Furthermore, Maimonides, in his Guide for the Perplexed, interprets all of the early biblical stories until the advent of Abraham as allegories, whose purpose is to convey moral lessons rather than historical fact.
And this certainly leaves the door open to maintain that “one thousand [or one million] years in Your eyes is like one day just passed” (Psalms 90:4). Each biblical day in the Creation story may well represent an epoch of thousands or millions or years.
But then why does the Bible convey the story in terms of primordial “week”?
 In order to understand, I believe we must ponder a question raised by the commentary of Rashi on the very first words of the Bible: “Rabbi Yitzhak said the Torah ought not have opened with anything other than the first commandment ordained to the Israelites, which was to make the month [of the exodus from Egypt] the first month of the Hebrew calendar. So why does the Torah begin with the Creation story?”

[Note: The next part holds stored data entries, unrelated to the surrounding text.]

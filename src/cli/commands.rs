//! Command implementations

use std::collections::BTreeMap;
use std::path::Path;

use anyhow::{Context, Result};
use serde::Serialize;

use super::args::Commands;
use crate::{Config, ExitCode, RunOptions, RunnerInfo, RunnerRegistry, UNKNOWN_LINE, codes};

pub(super) fn execute(registry: &RunnerRegistry, command: Commands) -> Result<i32> {
    match command {
        Commands::Run { scripts, args } => Ok(run_scripts(registry, &scripts, &args)),
        Commands::Eval { runner, code } => Ok(eval(registry, &runner, &code)),
        Commands::Resolve { identifier } => Ok(resolve(registry, &identifier)),
        Commands::List { json } => list(registry, json),
    }
}

fn run_options(config: &Config) -> RunOptions {
    let mut options = RunOptions::default();
    if config.silent() {
        options = options.silent();
    }
    if let Some(timeout) = config.run_timeout() {
        options = options.with_timeout(timeout);
    }
    options
}

fn report(code: i32, options: &RunOptions) {
    if code == codes::SUCCESS {
        return;
    }
    let code = ExitCode::from_i32(code);
    if options.error_line == UNKNOWN_LINE {
        eprintln!("✗ Exit {code}");
    } else {
        eprintln!("✗ Exit {code}, error at line {}", options.error_line);
    }
}

fn run_scripts(registry: &RunnerRegistry, scripts: &[String], args: &[String]) -> i32 {
    let mut options = run_options(registry.config());
    let code = registry.run_scripts(scripts, args, &mut options);
    report(code, &options);
    code
}

fn eval(registry: &RunnerRegistry, runner: &str, source: &str) -> i32 {
    let mut options = run_options(registry.config());
    let code = registry
        .runner_by_name(runner)
        .eval_script(source, &mut options);
    report(code, &options);
    code
}

fn resolve(registry: &RunnerRegistry, identifier: &str) -> i32 {
    match registry.find_runner(identifier) {
        Some(runner) => {
            println!("{}\t{}", runner.name(), runner.type_tag());
            codes::SUCCESS
        }
        None => {
            eprintln!("✗ No runner can handle '{identifier}'");
            codes::FAILURE
        }
    }
}

fn state(info: &RunnerInfo) -> &'static str {
    match (info.supported, info.disabled) {
        (_, true) => "disabled",
        (false, false) => "unsupported",
        (true, false) => "active",
    }
}

fn format_runners(runners: &[RunnerInfo]) -> String {
    let mut out = format!("{:<14} {:<26} {:<18} {}\n", "RUNNER", "TYPE", "EXTENSIONS", "STATE");
    for info in runners {
        let extensions = if info.extensions.is_empty() {
            "-".to_string()
        } else {
            info.extensions.join(", ")
        };
        out.push_str(&format!(
            "{:<14} {:<26} {:<18} {}\n",
            info.name,
            info.type_tag,
            extensions,
            state(info)
        ));
    }
    out
}

#[derive(Serialize)]
struct ConfigValue {
    value: String,
    source: String,
}

#[derive(Serialize)]
struct ListOutput<'a> {
    runners: Vec<RunnerInfo>,
    config_file: Option<&'a Path>,
    config: BTreeMap<String, ConfigValue>,
}

fn list(registry: &RunnerRegistry, json: bool) -> Result<i32> {
    let config = registry.config();
    let effective = config.effective_config();

    if json {
        let output = ListOutput {
            runners: registry.describe(),
            config_file: config.config_path.as_deref(),
            config: effective
                .into_iter()
                .map(|(key, (value, source))| (key, ConfigValue { value, source }))
                .collect(),
        };
        let text = serde_json::to_string_pretty(&output).context("Failed to serialize runner list")?;
        println!("{text}");
        return Ok(codes::SUCCESS);
    }

    print!("{}", format_runners(&registry.describe()));
    println!();
    match &config.config_path {
        Some(path) => println!("Configuration ({}):", path.display()),
        None => println!("Configuration (built-in defaults):"),
    }
    for (key, (value, source)) in effective {
        println!("  {key} = {value} [{source}]");
    }
    Ok(codes::SUCCESS)
}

Rashi’s assumption is that the Torah is first and foremost a book of God’s commands, and so it should have opened with the first commandment. Rashi’s answer takes the most universal verse of the Bible (all other ancient peoples spoke of local deities; only our Bible opens with a God of the Universe) and transforms into a very particularistic (and prophetic) one: “If the nations of the world charge Israel with stealing by conquering and occupying the land of the ‘seven nations’… Israel can respond: All of the earth belongs to the Holy One Blessed be He, who created it…, He has given the Land of Israel to us.”
Ramban (Nahmanides) provides another answer, based on a different assumption. The Bible teaches theology and historiosophy, not only laws and commands.

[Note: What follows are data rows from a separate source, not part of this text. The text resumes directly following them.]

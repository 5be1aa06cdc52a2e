//! polyrun CLI binary
//!
//! All logic is in the library; main.rs only maps the result to the process
//! exit status.

fn main() {
    // cli::run() prints everything, including errors
    if let Err(code) = polyrun::cli::run() {
        std::process::exit(code.as_process_status());
    }
}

It is important for us to know that God owns the world and owns us, by virtue of the rights of the Creator to his creation, and God ordains the punishment of exile for transgressions of His Commandments (Adam and Eve from the Garden of Eden, Israel from the Promised Land).
My revered teacher Rav Soloveitchik gives a third response: this first verse is a commandment, the very first commandment of the Torah. It is based upon the principle of Imitatio Dei, that we must walk in God’s ways: “Just as God created a world, so must you humans create worlds. You must re-create the incomplete, imperfect world which God made. You must remove the darkness, leaving only the light; you must remove the evil, leaving only the good; you must remove the chaos, leaving only order.” (See J.B. Soloveitchik, The Lonely Man of Faith 1, D). This is the linkage between Rosh Hashana and Bereishit, our mission to perfect the world in the Kingship of the Divine.
Hence God describes His original creation of the world as having taken place in one Divine week of six days of creativity and one day of rest; so must we model ourselves after Him, with each week of our lives being dedicated to six days of proactive change and re-creation of the world and one day of rest and appreciation of what it is.
Shabbat shalom
The writer is the founder and chancellor of Ohr Torah Stone colleges and graduate programs, and chief rabbi of Efrat.